Dan McLaughlin of National Review Online ponders the impact of the federal debt limit deal.

The House passed Kevin McCarthy’s debt-ceiling deal with Joe Biden, … and it wasn’t close. The final vote was 314-117, with 165 Democrats and 149 Republicans in favor, but significant dissent within both caucuses.

Politically, this is an unambiguous win for McCarthy and House Republicans, who were expected to get nothing, and an unambiguous defeat for Joe Biden, who promised that House Republicans would get nothing. It also shows that Democrats on the Hill are just bystanders now on any issue that requires the affirmative consent of the House.

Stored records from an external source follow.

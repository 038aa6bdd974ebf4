use std::path::{Path, PathBuf};

use chrono::Utc;
use tracing::{info, warn};
use uuid::Uuid;

use crate::{error::AppError, models::UploadedAsset};

/// Local bookkeeping for uploads (`<file_id><ext>`) and generated ads.
pub struct AssetStore {
    upload_dir: PathBuf,
    output_dir: PathBuf,
}

/// Client supplied ids are UUIDs; anything else never reaches the filesystem.
pub fn validate_file_id(file_id: &str) -> Result<(), AppError> {
    Uuid::parse_str(file_id)
        .map(|_| ())
        .map_err(|_| AppError::InvalidInput(format!("file_id must be a UUID, got {file_id:?}")))
}

/// Keeps letters, digits and dashes; everything else becomes `-`.
pub fn sanitize_component(raw: &str) -> String {
    let cleaned: String = raw
        .trim()
        .chars()
        .map(|c| if c.is_ascii_alphanumeric() || c == '-' { c } else { '-' })
        .collect();
    let cleaned = cleaned.trim_matches('-');
    if cleaned.is_empty() { "ad".to_string() } else { cleaned.chars().take(48).collect() }
}

fn extension_of(filename: &str) -> String {
    Path::new(filename)
        .extension()
        .and_then(|e| e.to_str())
        .filter(|e| !e.is_empty() && e.chars().all(|c| c.is_ascii_alphanumeric()))
        .map(|e| format!(".{}", e.to_ascii_lowercase()))
        .unwrap_or_default()
}

impl AssetStore {
    pub fn new(upload_dir: impl Into<PathBuf>, output_dir: impl Into<PathBuf>) -> Self {
        Self { upload_dir: upload_dir.into(), output_dir: output_dir.into() }
    }

    pub async fn prepare(&self) -> std::io::Result<()> {
        tokio::fs::create_dir_all(&self.upload_dir).await?;
        tokio::fs::create_dir_all(&self.output_dir).await
    }

    pub async fn save_upload(&self, original_filename: &str, data: &[u8]) -> Result<UploadedAsset, AppError> {
        let file_id = Uuid::new_v4().to_string();
        let extension = extension_of(original_filename);
        let filename = format!("{file_id}{extension}");
        let local_path = self.upload_dir.join(&filename);
        tokio::fs::write(&local_path, data).await?;
        info!("📁 Image uploaded: {} ({} bytes)", local_path.display(), data.len());
        Ok(UploadedAsset {
            file_id,
            filename,
            extension,
            local_path,
            object_key: None,
            uploaded_at: Utc::now(),
        })
    }

    /// Finds the uploaded file whose stem is exactly `file_id`.
    pub async fn find_upload(&self, file_id: &str) -> Result<PathBuf, AppError> {
        validate_file_id(file_id)?;
        self.uploads_for(file_id)
            .await
            .into_iter()
            .next()
            .ok_or_else(|| AppError::AssetNotFound("Uploaded image not found".into()))
    }

    async fn uploads_for(&self, file_id: &str) -> Vec<PathBuf> {
        let mut found = Vec::new();
        let Ok(mut entries) = tokio::fs::read_dir(&self.upload_dir).await else {
            return found;
        };
        while let Ok(Some(entry)) = entries.next_entry().await {
            let path = entry.path();
            if path.file_stem().and_then(|s| s.to_str()) == Some(file_id) {
                found.push(path);
            }
        }
        found.sort();
        found
    }

    /// Best effort: returns how many local files were removed.
    pub async fn cleanup(&self, file_id: &str) -> usize {
        let mut removed = 0;
        for path in self.uploads_for(file_id).await {
            match tokio::fs::remove_file(&path).await {
                Ok(()) => {
                    info!("🧹 Cleaned up: {}", path.display());
                    removed += 1;
                }
                Err(e) => warn!("Could not remove {}: {}", path.display(), e),
            }
        }
        removed
    }

    /// Allocates `<product>_<brand>_<uuid>.<ext>` inside the output directory.
    pub fn output_target(&self, product: &str, brand: &str, ext: &str) -> (String, PathBuf) {
        let filename = format!(
            "{}_{}_{}.{}",
            sanitize_component(product),
            sanitize_component(brand),
            Uuid::new_v4(),
            ext
        );
        let path = self.output_dir.join(&filename);
        (filename, path)
    }

    pub async fn save_output(&self, path: &Path, data: &[u8]) -> Result<(), AppError> {
        tokio::fs::write(path, data).await?;
        info!("💾 Image saved successfully: {} ({} bytes)", path.display(), data.len());
        Ok(())
    }

    /// Resolves a download name to a path in the output directory. Rejects traversal attempts.
    pub fn output_path(&self, filename: &str) -> Result<PathBuf, AppError> {
        let plain = !filename.is_empty()
            && !filename.contains(['/', '\\'])
            && !filename.contains("..");
        if !plain {
            return Err(AppError::InvalidInput(format!("invalid filename {filename:?}")));
        }
        Ok(self.output_dir.join(filename))
    }
}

Policy-wise, it is something of a damp squib for conservatives, but I expected all along that the final deal would be a classic bipartisan inside-the-Beltway turd sandwich. McCarthy had limited leverage, and the good news is that he didn’t agree to any of Biden’s demands for tax hikes, or really much else that was affirmatively harmful. Our editorial on the deal is appropriately realistic about the fact that Republicans were never going to get a lot of what they wanted. I’d have preferred the deal be weighted more toward immediate rollback of excessive 2021-22 spending rather than side issues such as work requirements, and that it push harder for the executive branch to accept the constitutional limits on its authority to spend money by presidential fiat, but McCarthy clearly felt that it was easier to get Biden to sign off on a bunch of small victories with less budgetary impact. Some conservatives are upset that the deal ignores border security, but I never saw the border as a leverage issue — it’s a messaging issue, one where you try to win the public argument (instead of the Beltway-conference-room argument), and either get the other side to fold or take your disagreement to the voters.